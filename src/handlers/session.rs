//! Control endpoints for the live voice session.

use std::time::Duration;

use actix_web::{web, HttpResponse};
use serde::Deserialize;
use serde_json::json;
use tracing::{info, warn};

use crate::{error::AppError, state::AppState};

/// How long `stop` waits for the session to settle before answering.
const STOP_SETTLE_TIMEOUT: Duration = Duration::from_secs(2);

#[derive(Debug, Deserialize)]
pub struct PromptRequest {
    pub prompt: Option<String>,
}

/// Current state, last status event and counters.
pub async fn get_session(state: web::Data<AppState>) -> HttpResponse {
    HttpResponse::Ok().json(json!({
        "timestamp": chrono::Utc::now().to_rfc3339(),
        "session": state.session.snapshot()
    }))
}

/// Start a session and answer once it is streaming, or with the failure.
pub async fn activate(state: web::Data<AppState>) -> Result<HttpResponse, AppError> {
    info!("Activation requested");
    let session_state = state.session.activate().await?;

    Ok(HttpResponse::Ok().json(json!({
        "status": "active",
        "state": session_state,
        "timestamp": chrono::Utc::now().to_rfc3339(),
        "session": state.session.snapshot()
    })))
}

/// Stop the session. Always succeeds while the driver runs.
pub async fn stop(state: web::Data<AppState>) -> Result<HttpResponse, AppError> {
    state.session.stop()?;

    let mut watch = state.session.watch();
    let settled = tokio::time::timeout(STOP_SETTLE_TIMEOUT, watch.wait_for(|s| !s.state.is_busy()))
        .await
        .map(|result| result.is_ok())
        .unwrap_or(false);
    if !settled {
        warn!("Session did not settle after stop within {:?}", STOP_SETTLE_TIMEOUT);
    }

    Ok(HttpResponse::Ok().json(json!({
        "status": "stopped",
        "timestamp": chrono::Utc::now().to_rfc3339(),
        "session": state.session.snapshot()
    })))
}

/// Set or clear the prompt sent when the next session opens.
pub async fn set_prompt(
    state: web::Data<AppState>,
    body: web::Json<PromptRequest>,
) -> Result<HttpResponse, AppError> {
    let mut config = state.get_config();
    config.live.initial_prompt = body.into_inner().prompt.unwrap_or_default();
    let prompt = config.initial_prompt();

    state.update_config(config).map_err(AppError::ValidationError)?;
    state.session.set_initial_prompt(prompt.clone())?;

    Ok(HttpResponse::Ok().json(json!({
        "status": "success",
        "has_prompt": prompt.is_some(),
        "timestamp": chrono::Utc::now().to_rfc3339()
    })))
}

/// Stop and rebuild the remote connector.
pub async fn reset(state: web::Data<AppState>) -> Result<HttpResponse, AppError> {
    let connector_ready = state.session.reset().await?;

    Ok(HttpResponse::Ok().json(json!({
        "status": if connector_ready { "ready" } else { "unavailable" },
        "connector_ready": connector_ready,
        "timestamp": chrono::Utc::now().to_rfc3339(),
        "session": state.session.snapshot()
    })))
}

/// Latest visualizer snapshots.
pub async fn analyzers(state: web::Data<AppState>) -> HttpResponse {
    HttpResponse::Ok().json(state.session.snapshot().analyzers)
}

#[cfg(test)]
mod tests {
    use super::*;
    use crate::state::tests::test_state;
    use actix_web::http::StatusCode;
    use actix_web::{test, App};

    fn routes(cfg: &mut web::ServiceConfig) {
        cfg.route("/session", web::get().to(get_session))
            .route("/session/activate", web::post().to(activate))
            .route("/session/stop", web::post().to(stop))
            .route("/session/prompt", web::put().to(set_prompt))
            .route("/session/reset", web::post().to(reset))
            .route("/session/analyzers", web::get().to(analyzers));
    }

    #[actix_web::test]
    async fn test_activate_without_api_key() {
        let state = test_state();
        let app = test::init_service(App::new().app_data(web::Data::new(state)).configure(routes)).await;

        let response = test::call_service(&app, test::TestRequest::post().uri("/session/activate").to_request()).await;
        assert_eq!(response.status(), StatusCode::SERVICE_UNAVAILABLE);
        let body: serde_json::Value = test::read_body_json(response).await;
        assert_eq!(body["error"]["type"], "api_key_missing");

        let body: serde_json::Value =
            test::call_and_read_body_json(&app, test::TestRequest::get().uri("/session").to_request()).await;
        assert_eq!(body["session"]["state"], "error");
        assert_eq!(body["session"]["error_code"], "api_key_missing");
    }

    #[actix_web::test]
    async fn test_stop_prompt_and_analyzers() {
        let state = test_state();
        let app = test::init_service(App::new().app_data(web::Data::new(state.clone())).configure(routes)).await;

        let response = test::call_service(&app, test::TestRequest::post().uri("/session/stop").to_request()).await;
        assert_eq!(response.status(), StatusCode::OK);

        let request = test::TestRequest::put()
            .uri("/session/prompt")
            .set_json(json!({ "prompt": "You are a tough negotiator." }))
            .to_request();
        let body: serde_json::Value = test::call_and_read_body_json(&app, request).await;
        assert_eq!(body["has_prompt"], true);
        assert_eq!(state.get_config().live.initial_prompt, "You are a tough negotiator.");

        let body: serde_json::Value =
            test::call_and_read_body_json(&app, test::TestRequest::get().uri("/session/analyzers").to_request()).await;
        assert_eq!(body["input"].as_array().unwrap().len(), 16);
        assert_eq!(body["output"].as_array().unwrap().len(), 16);

        let body: serde_json::Value =
            test::call_and_read_body_json(&app, test::TestRequest::post().uri("/session/reset").to_request()).await;
        assert_eq!(body["connector_ready"], false);
    }
}
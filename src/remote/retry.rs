//! Connect timeout and bounded retry.
//!
//! The defaults make a single attempt with no timeout; a stalled handshake
//! is then only noticed through the remote's own error or close.

use std::sync::Arc;
use std::time::Duration;

use futures_util::future::BoxFuture;
use tracing::warn;
use uuid::Uuid;

use super::{ConnectParams, RemoteConnector, RemoteError, RemoteEventSink, RemoteSession};

#[derive(Debug, Clone, PartialEq)]
pub struct ConnectPolicy {
    /// Total attempts, including the first one
    pub max_attempts: u32,
    pub base_delay: Duration,
    pub max_delay: Duration,
    /// Per-attempt handshake timeout
    pub timeout: Option<Duration>,
}

impl Default for ConnectPolicy {
    fn default() -> Self {
        Self {
            max_attempts: 1,
            base_delay: Duration::from_millis(250),
            max_delay: Duration::from_secs(4),
            timeout: None,
        }
    }
}

impl ConnectPolicy {
    /// Delay before attempt `attempt + 1`: exponential in `attempt`, capped,
    /// plus up to 50% random jitter.
    pub fn backoff(&self, attempt: u32) -> Duration {
        let exp = self
            .base_delay
            .saturating_mul(2u32.saturating_pow(attempt.saturating_sub(1)))
            .min(self.max_delay);
        let jitter_range = exp.as_millis() as u64 / 2;
        let jitter = if jitter_range == 0 {
            0
        } else {
            (Uuid::new_v4().as_u128() % (jitter_range as u128 + 1)) as u64
        };
        exp + Duration::from_millis(jitter)
    }
}

fn retryable(error: &RemoteError) -> bool {
    !matches!(error, RemoteError::MissingApiKey)
}

/// Connect through `connector`, honouring the timeout and retry settings.
pub fn connect_with_policy(
    connector: Arc<dyn RemoteConnector>,
    params: ConnectParams,
    events: RemoteEventSink,
    policy: ConnectPolicy,
) -> BoxFuture<'static, Result<Box<dyn RemoteSession>, RemoteError>> {
    Box::pin(async move {
        let attempts = policy.max_attempts.max(1);
        let mut attempt = 1;
        loop {
            let pending = connector.connect(params.clone(), Arc::clone(&events));
            let result = match policy.timeout {
                Some(limit) => tokio::time::timeout(limit, pending)
                    .await
                    .unwrap_or(Err(RemoteError::Timeout(limit))),
                None => pending.await,
            };

            match result {
                Ok(session) => return Ok(session),
                Err(e) if attempt < attempts && retryable(&e) => {
                    let delay = policy.backoff(attempt);
                    warn!(attempt, max_attempts = attempts, delay_ms = delay.as_millis() as u64, "Connect failed, retrying: {}", e);
                    tokio::time::sleep(delay).await;
                    attempt += 1;
                }
                Err(e) => return Err(e),
            }
        }
    })
}

#[cfg(test)]
mod tests {
    use super::*;
    use crate::remote::{RealtimeInput, RemoteEvent};
    use std::sync::atomic::{AtomicU32, Ordering};

    struct NullSession;

    impl RemoteSession for NullSession {
        fn send_realtime_input(&mut self, _input: RealtimeInput) -> Result<(), RemoteError> {
            Ok(())
        }
        fn close(&mut self) {}
    }

    /// Fails the first `failures` attempts, optionally hanging instead.
    struct Flaky {
        failures: u32,
        hang: bool,
        calls: Arc<AtomicU32>,
    }

    impl RemoteConnector for Flaky {
        fn connect(&self, _params: ConnectParams, _events: RemoteEventSink) -> BoxFuture<'static, Result<Box<dyn RemoteSession>, RemoteError>> {
            let call = self.calls.fetch_add(1, Ordering::SeqCst) + 1;
            let failures = self.failures;
            let hang = self.hang;
            Box::pin(async move {
                if call <= failures {
                    if hang {
                        futures_util::future::pending::<()>().await;
                    }
                    return Err(RemoteError::Connect(format!("attempt {} refused", call)));
                }
                let session: Box<dyn RemoteSession> = Box::new(NullSession);
                Ok(session)
            })
        }

        fn name(&self) -> &'static str {
            "flaky"
        }
    }

    fn sink() -> RemoteEventSink {
        Arc::new(|_: RemoteEvent| {})
    }

    fn fast_policy(max_attempts: u32) -> ConnectPolicy {
        ConnectPolicy {
            max_attempts,
            base_delay: Duration::from_millis(1),
            max_delay: Duration::from_millis(5),
            timeout: None,
        }
    }

    #[tokio::test]
    async fn test_default_policy_makes_one_attempt() {
        let calls = Arc::new(AtomicU32::new(0));
        let connector = Arc::new(Flaky { failures: 1, hang: false, calls: Arc::clone(&calls) });
        let result = connect_with_policy(connector, ConnectParams::default(), sink(), ConnectPolicy::default()).await;
        assert!(result.is_err());
        assert_eq!(calls.load(Ordering::SeqCst), 1);
    }

    #[tokio::test]
    async fn test_retries_until_success() {
        let calls = Arc::new(AtomicU32::new(0));
        let connector = Arc::new(Flaky { failures: 2, hang: false, calls: Arc::clone(&calls) });
        let result = connect_with_policy(connector, ConnectParams::default(), sink(), fast_policy(3)).await;
        assert!(result.is_ok());
        assert_eq!(calls.load(Ordering::SeqCst), 3);
    }

    #[tokio::test]
    async fn test_timeout_applies_per_attempt() {
        let calls = Arc::new(AtomicU32::new(0));
        let connector = Arc::new(Flaky { failures: 5, hang: true, calls: Arc::clone(&calls) });
        let policy = ConnectPolicy {
            timeout: Some(Duration::from_millis(20)),
            ..fast_policy(2)
        };
        let result = connect_with_policy(connector, ConnectParams::default(), sink(), policy).await;
        assert!(matches!(result, Err(RemoteError::Timeout(_))));
        assert_eq!(calls.load(Ordering::SeqCst), 2);
    }

    #[test]
    fn test_backoff_is_capped_with_bounded_jitter() {
        let policy = ConnectPolicy {
            max_attempts: 10,
            base_delay: Duration::from_millis(100),
            max_delay: Duration::from_millis(400),
            timeout: None,
        };
        let first = policy.backoff(1);
        assert!(first >= Duration::from_millis(100) && first <= Duration::from_millis(150));
        let late = policy.backoff(8);
        assert!(late >= Duration::from_millis(400) && late <= Duration::from_millis(600));
    }
}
◆ ◆ ◆ ◆
### [TASK INSTRUCTIONS]
Which lines above include the word "post"? Show each one.

### [EXERCISE ANSWER]
            .route("/session/activate", web::post().to(activate))
            .route("/session/stop", web::post().to(stop))
            .route("/session/reset", web::post().to(reset))
        let response = test::call_service(&app, test::TestRequest::post().uri("/session/activate").to_request()).await;
        let response = test::call_service(&app, test::TestRequest::post().uri("/session/stop").to_request()).await;
            test::call_and_read_body_json(&app, test::TestRequest::post().uri("/session/reset").to_request()).await;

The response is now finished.